* **WHAT THE TASK ASKS**:
When you output the entries, begin with the first line and end with the line containing "the walk, so", keeping each line exactly as it is.

* **THE INPUT**:
====

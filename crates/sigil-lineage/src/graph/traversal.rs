//! Graph traversal queries
//!
//! Path search and reachability over the relationship graph. All
//! traversal is cycle-safe: a per-call visited set bounds the walk, so
//! the queries terminate on any graph, cyclic or not.

use std::collections::BTreeSet;

use serde::{Deserialize, Serialize};

use super::{Direction, RelationshipType, ResourceGraph};
use crate::error::{GraphError, GraphResult};

/// Options for [`ResourceGraph::find_paths`]
#[derive(Debug, Clone)]
pub struct PathOptions {
    /// Maximum number of edges in a path
    pub max_depth: usize,
    /// Restrict traversal to these edge types, when given
    pub relationship_types: Option<Vec<RelationshipType>>,
}

impl Default for PathOptions {
    fn default() -> Self {
        Self {
            max_depth: 10,
            relationship_types: None,
        }
    }
}

/// Options for reachability queries
#[derive(Debug, Clone)]
pub struct RelatedOptions {
    /// Maximum number of layers to recurse when transitive
    pub max_depth: usize,
    /// Follow chains beyond direct neighbors
    pub transitive: bool,
}

impl Default for RelatedOptions {
    fn default() -> Self {
        Self {
            max_depth: 1,
            transitive: false,
        }
    }
}

/// A node reached by a reachability query
#[derive(Debug, Clone, PartialEq, Eq, Serialize, Deserialize)]
#[serde(rename_all = "camelCase")]
pub struct RelatedResource {
    /// Identifier of the reached node
    pub id: String,
    /// The edge type that reached it
    pub relationship: RelationshipType,
    /// How many edges from the start node
    pub depth: usize,
    /// Reached through an intermediate node rather than directly
    pub transitive: bool,
}

/// Type-sets the traversal wrappers fix, one per lineage question
mod type_sets {
    use super::RelationshipType::{self, *};

    pub const SOURCES: &[RelationshipType] = &[
        WasDerivedFrom, WasRevisionOf, WasQuotedFrom, WasGeneratedBy, Used, TrainedOn,
        FineTunedFrom,
    ];
    pub const DERIVED: &[RelationshipType] =
        &[WasDerivedFrom, WasRevisionOf, WasQuotedFrom, Generates, FineTunedFrom];
    pub const DEPENDENCIES: &[RelationshipType] = &[DependsOn, Requires, Uses];
    pub const DEPENDENTS: &[RelationshipType] = &[DependsOn, Requires, Uses, Supports];
    pub const COMPONENTS: &[RelationshipType] = &[Contains, HasComponent];
}

impl ResourceGraph {
    /// All simple paths from `source` to `target` over outgoing edges.
    ///
    /// Depth-first with a per-path visited set: no node repeats within
    /// a single path, so the search terminates on cyclic graphs. Paths
    /// are returned as node-identifier sequences including both
    /// endpoints, at most `max_depth` edges long.
    pub fn find_paths(
        &self,
        source: &str,
        target: &str,
        options: &PathOptions,
    ) -> GraphResult<Vec<Vec<String>>> {
        if self.get_node(source).is_none() {
            return Err(GraphError::NodeNotFound(source.to_string()));
        }
        if self.get_node(target).is_none() {
            return Err(GraphError::NodeNotFound(target.to_string()));
        }

        let mut paths = Vec::new();
        let mut current = vec![source.to_string()];
        let mut visited: BTreeSet<String> = [source.to_string()].into();
        self.dfs_paths(source, target, options, &mut current, &mut visited, &mut paths);
        Ok(paths)
    }

    fn dfs_paths(
        &self,
        at: &str,
        target: &str,
        options: &PathOptions,
        current: &mut Vec<String>,
        visited: &mut BTreeSet<String>,
        paths: &mut Vec<Vec<String>>,
    ) {
        if at == target {
            paths.push(current.clone());
            return;
        }
        if current.len() > options.max_depth {
            return;
        }

        for edge in self.get_edges(at, Direction::Outgoing) {
            if let Some(ref allowed) = options.relationship_types {
                if !allowed.contains(&edge.relationship) {
                    continue;
                }
            }
            if visited.contains(&edge.target) {
                continue;
            }

            visited.insert(edge.target.clone());
            current.push(edge.target.clone());
            self.dfs_paths(&edge.target, target, options, current, visited, paths);
            current.pop();
            visited.remove(&edge.target);
        }
    }

    /// Nodes reachable from `id` through edges in `types`, in the
    /// given direction.
    ///
    /// Direct neighbors are depth 1; with `transitive`, the walk
    /// recurses up to `max_depth` layers and tags indirectly reached
    /// nodes. Results are deduplicated by identifier (first reach
    /// wins) and never include the start node.
    pub fn find_related(
        &self,
        id: &str,
        direction: Direction,
        types: &[RelationshipType],
        options: &RelatedOptions,
    ) -> GraphResult<Vec<RelatedResource>> {
        if self.get_node(id).is_none() {
            return Err(GraphError::NodeNotFound(id.to_string()));
        }

        let max_depth = if options.transitive { options.max_depth } else { 1 };
        let mut seen: BTreeSet<String> = [id.to_string()].into();
        let mut results: Vec<RelatedResource> = Vec::new();
        let mut frontier = vec![id.to_string()];

        for depth in 1..=max_depth {
            let mut next = Vec::new();
            for at in &frontier {
                for edge in self.get_edges(at, direction) {
                    if !types.contains(&edge.relationship) {
                        continue;
                    }
                    let other = if edge.source == *at {
                        &edge.target
                    } else {
                        &edge.source
                    };
                    // under Both, an edge can point back at the frontier node
                    if other == at || !seen.insert(other.clone()) {
                        continue;
                    }
                    results.push(RelatedResource {
                        id: other.clone(),
                        relationship: edge.relationship,
                        depth,
                        transitive: depth > 1,
                    });
                    next.push(other.clone());
                }
            }
            if next.is_empty() {
                break;
            }
            frontier = next;
        }

        Ok(results)
    }

    /// Resources this node's content flowed from.
    pub fn find_sources(&self, id: &str, options: &RelatedOptions) -> GraphResult<Vec<RelatedResource>> {
        self.find_related(id, Direction::Incoming, type_sets::SOURCES, options)
    }

    /// Resources derived from this node.
    pub fn find_derived_resources(
        &self,
        id: &str,
        options: &RelatedOptions,
    ) -> GraphResult<Vec<RelatedResource>> {
        self.find_related(id, Direction::Outgoing, type_sets::DERIVED, options)
    }

    /// What this node depends on.
    pub fn find_dependencies(
        &self,
        id: &str,
        options: &RelatedOptions,
    ) -> GraphResult<Vec<RelatedResource>> {
        self.find_related(id, Direction::Outgoing, type_sets::DEPENDENCIES, options)
    }

    /// What depends on this node.
    pub fn find_dependents(
        &self,
        id: &str,
        options: &RelatedOptions,
    ) -> GraphResult<Vec<RelatedResource>> {
        self.find_related(id, Direction::Incoming, type_sets::DEPENDENTS, options)
    }

    /// Structural components of this node.
    pub fn find_components(
        &self,
        id: &str,
        options: &RelatedOptions,
    ) -> GraphResult<Vec<RelatedResource>> {
        self.find_related(id, Direction::Outgoing, type_sets::COMPONENTS, options)
    }
}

====

* **RESULT**:
filename crates/sigil-lineage/src/graph/traversal.rs
//! Graph traversal queries
//!
//! Path search and reachability over the relationship graph. All
//! traversal is cycle-safe: a per-call visited set bounds the walk, so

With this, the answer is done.